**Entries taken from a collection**
*** Block opens ***

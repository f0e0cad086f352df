use std::{fmt, path::PathBuf, str::FromStr};

use {
    chrono::NaiveDate,
    serde::{Deserialize, Serialize},
};

use crate::error::{Error, Result};

/// A catalog entry.
#[derive(Debug, Clone, PartialEq, Eq, Serialize, Deserialize)]
pub struct Project {
    /// Folder identifier of the project, e.g. `p20250621a`.
    #[serde(default, skip_serializing_if = "Option::is_none")]
    pub id: Option<String>,
    /// Missing titles read as empty.
    #[serde(default)]
    pub title: String,
    /// Tokens explicitly tagged on the project.
    #[serde(default)]
    pub keywords: Vec<String>,
    /// Explicit on-disk location, when it differs from `<root>/<id>`.
    #[serde(
        default,
        alias = "folder_path",
        skip_serializing_if = "Option::is_none"
    )]
    pub folder: Option<PathBuf>,
}

impl Project {
    pub fn new(title: impl Into<String>) -> Self {
        Self {
            id: None,
            title: title.into(),
            keywords: Vec::new(),
            folder: None,
        }
    }

    #[must_use]
    pub fn with_id(mut self, id: impl Into<String>) -> Self {
        self.id = Some(id.into());
        self
    }

    #[must_use]
    pub fn with_keywords<I, S>(mut self, keywords: I) -> Self
    where
        I: IntoIterator<Item = S>,
        S: Into<String>,
    {
        self.keywords = keywords.into_iter().map(Into::into).collect();
        self
    }

    pub fn summary(&self) -> ProjectSummary {
        ProjectSummary {
            id: self.id.clone(),
            title: self.title.clone(),
        }
    }
}

/// What callers of `find_projects` get back: no keywords, no paths.
#[derive(Debug, Clone, PartialEq, Eq, Serialize, Deserialize)]
pub struct ProjectSummary {
    pub id: Option<String>,
    pub title: String,
}

/// Date-coded folder name `p<YYYYMMDD><suffix>` with a single `a`-`z` suffix.
#[derive(Debug, Clone, Copy, PartialEq, Eq, Hash, PartialOrd, Ord)]
pub struct FolderIdentifier {
    date: NaiveDate,
    suffix: char,
}

impl FolderIdentifier {
    pub const FIRST_SUFFIX: char = 'a';
    pub const LAST_SUFFIX: char = 'z';

    pub fn new(date: NaiveDate, suffix: char) -> Result<Self> {
        if !suffix.is_ascii_lowercase() {
            return Err(Error::InvalidFolderIdentifier(format!(
                "p{}{suffix}",
                date.format("%Y%m%d")
            )));
        }
        Ok(Self { date, suffix })
    }

    pub fn date(&self) -> NaiveDate {
        self.date
    }

    pub fn suffix(&self) -> char {
        self.suffix
    }

    /// `YYYYMMDD` portion of the identifier.
    pub fn date_code(&self) -> String {
        self.date.format("%Y%m%d").to_string()
    }
}

impl fmt::Display for FolderIdentifier {
    fn fmt(&self, f: &mut fmt::Formatter<'_>) -> fmt::Result {
        write!(f, "p{}{}", self.date.format("%Y%m%d"), self.suffix)
    }
}

impl FromStr for FolderIdentifier {
    type Err = Error;

    fn from_str(s: &str) -> Result<Self> {
        let invalid = || Error::InvalidFolderIdentifier(s.to_string());
        let rest = s.strip_prefix('p').ok_or_else(invalid)?;
        if rest.len() != 9 || !rest.is_ascii() {
            return Err(invalid());
        }
        let (digits, suffix) = rest.split_at(8);
        if !digits.bytes().all(|b| b.is_ascii_digit()) {
            return Err(invalid());
        }
        let date = NaiveDate::parse_from_str(digits, "%Y%m%d").map_err(|_| invalid())?;
        let suffix = suffix.chars().next().ok_or_else(invalid)?;
        Self::new(date, suffix).map_err(|_| invalid())
    }
}

impl Serialize for FolderIdentifier {
    fn serialize<S: serde::Serializer>(&self, serializer: S) -> std::result::Result<S::Ok, S::Error> {
        serializer.collect_str(self)
    }
}

impl<'de> Deserialize<'de> for FolderIdentifier {
    fn deserialize<D: serde::Deserializer<'de>>(deserializer: D) -> std::result::Result<Self, D::Error> {
        let raw = String::deserialize(deserializer)?;
        raw.parse().map_err(serde::de::Error::custom)
    }
}

/// A folder created by the provisioner.
#[derive(Debug, Clone, PartialEq, Eq, Serialize)]
pub struct ProvisionedFolder {
    pub id: FolderIdentifier,
    pub path: PathBuf,
}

*** Block closes ***

**BRIEF**
An exact copy of every record above is required.

**TASK OUTPUT**
repository f0e0cad086f352df
use std::{fmt, path::PathBuf, str::FromStr};

use {
    chrono::NaiveDate,
    serde::{Deserialize, Serialize},
};

use crate::error::{Error, Result};

/// A catalog entry.
#[derive(Debug, Clone, PartialEq, Eq, Serialize, Deserialize)]
pub struct Project {
    /// Folder identifier of the project, e.g. `p20250621a`.
    #[serde(default, skip_serializing_if = "Option::is_none")]
    pub id: Option<String>,
    /// Missing titles read as empty.
    #[serde(default)]
    pub title: String,
    /// Tokens explicitly tagged on the project.
    #[serde(default)]
    pub keywords: Vec<String>,
    /// Explicit on-disk location, when it differs from `<root>/<id>`.
    #[serde(
        default,
        alias = "folder_path",
        skip_serializing_if = "Option::is_none"
    )]
    pub folder: Option<PathBuf>,
}

impl Project {
    pub fn new(title: impl Into<String>) -> Self {
        Self {
            id: None,
            title: title.into(),
            keywords: Vec::new(),
            folder: None,
        }
    }

    #[must_use]
    pub fn with_id(mut self, id: impl Into<String>) -> Self {
        self.id = Some(id.into());
        self
    }

    #[must_use]
    pub fn with_keywords<I, S>(mut self, keywords: I) -> Self
    where
        I: IntoIterator<Item = S>,
        S: Into<String>,
    {
        self.keywords = keywords.into_iter().map(Into::into).collect();
        self
    }

    pub fn summary(&self) -> ProjectSummary {
        ProjectSummary {
            id: self.id.clone(),
            title: self.title.clone(),
        }
    }
}

/// What callers of `find_projects` get back: no keywords, no paths.
#[derive(Debug, Clone, PartialEq, Eq, Serialize, Deserialize)]
pub struct ProjectSummary {
    pub id: Option<String>,
    pub title: String,
}

/// Date-coded folder name `p<YYYYMMDD><suffix>` with a single `a`-`z` suffix.
#[derive(Debug, Clone, Copy, PartialEq, Eq, Hash, PartialOrd, Ord)]
pub struct FolderIdentifier {
    date: NaiveDate,
    suffix: char,
}

impl FolderIdentifier {
    pub const FIRST_SUFFIX: char = 'a';
    pub const LAST_SUFFIX: char = 'z';

    pub fn new(date: NaiveDate, suffix: char) -> Result<Self> {
        if !suffix.is_ascii_lowercase() {
            return Err(Error::InvalidFolderIdentifier(format!(
                "p{}{suffix}",
                date.format("%Y%m%d")
            )));
        }
        Ok(Self { date, suffix })
    }

    pub fn date(&self) -> NaiveDate {
        self.date
    }

    pub fn suffix(&self) -> char {
        self.suffix
    }

    /// `YYYYMMDD` portion of the identifier.
    pub fn date_code(&self) -> String {
        self.date.format("%Y%m%d").to_string()
    }
}

impl fmt::Display for FolderIdentifier {
    fn fmt(&self, f: &mut fmt::Formatter<'_>) -> fmt::Result {
        write!(f, "p{}{}", self.date.format("%Y%m%d"), self.suffix)
    }
}

impl FromStr for FolderIdentifier {
    type Err = Error;

    fn from_str(s: &str) -> Result<Self> {
        let invalid = || Error::InvalidFolderIdentifier(s.to_string());
        let rest = s.strip_prefix('p').ok_or_else(invalid)?;
        if rest.len() != 9 || !rest.is_ascii() {
            return Err(invalid());
        }
        let (digits, suffix) = rest.split_at(8);
        if !digits.bytes().all(|b| b.is_ascii_digit()) {
            return Err(invalid());
        }
        let date = NaiveDate::parse_from_str(digits, "%Y%m%d").map_err(|_| invalid())?;
        let suffix = suffix.chars().next().ok_or_else(invalid)?;
        Self::new(date, suffix).map_err(|_| invalid())
    }
}

impl Serialize for FolderIdentifier {
    fn serialize<S: serde::Serializer>(&self, serializer: S) -> std::result::Result<S::Ok, S::Error> {
        serializer.collect_str(self)
    }
}

impl<'de> Deserialize<'de> for FolderIdentifier {
    fn deserialize<D: serde::Deserializer<'de>>(deserializer: D) -> std::result::Result<Self, D::Error> {
        let raw = String::deserialize(deserializer)?;
        raw.parse().map_err(serde::de::Error::custom)
    }
}

/// A folder created by the provisioner.
#[derive(Debug, Clone, PartialEq, Eq, Serialize)]
pub struct ProvisionedFolder {
    pub id: FolderIdentifier,
    pub path: PathBuf,
}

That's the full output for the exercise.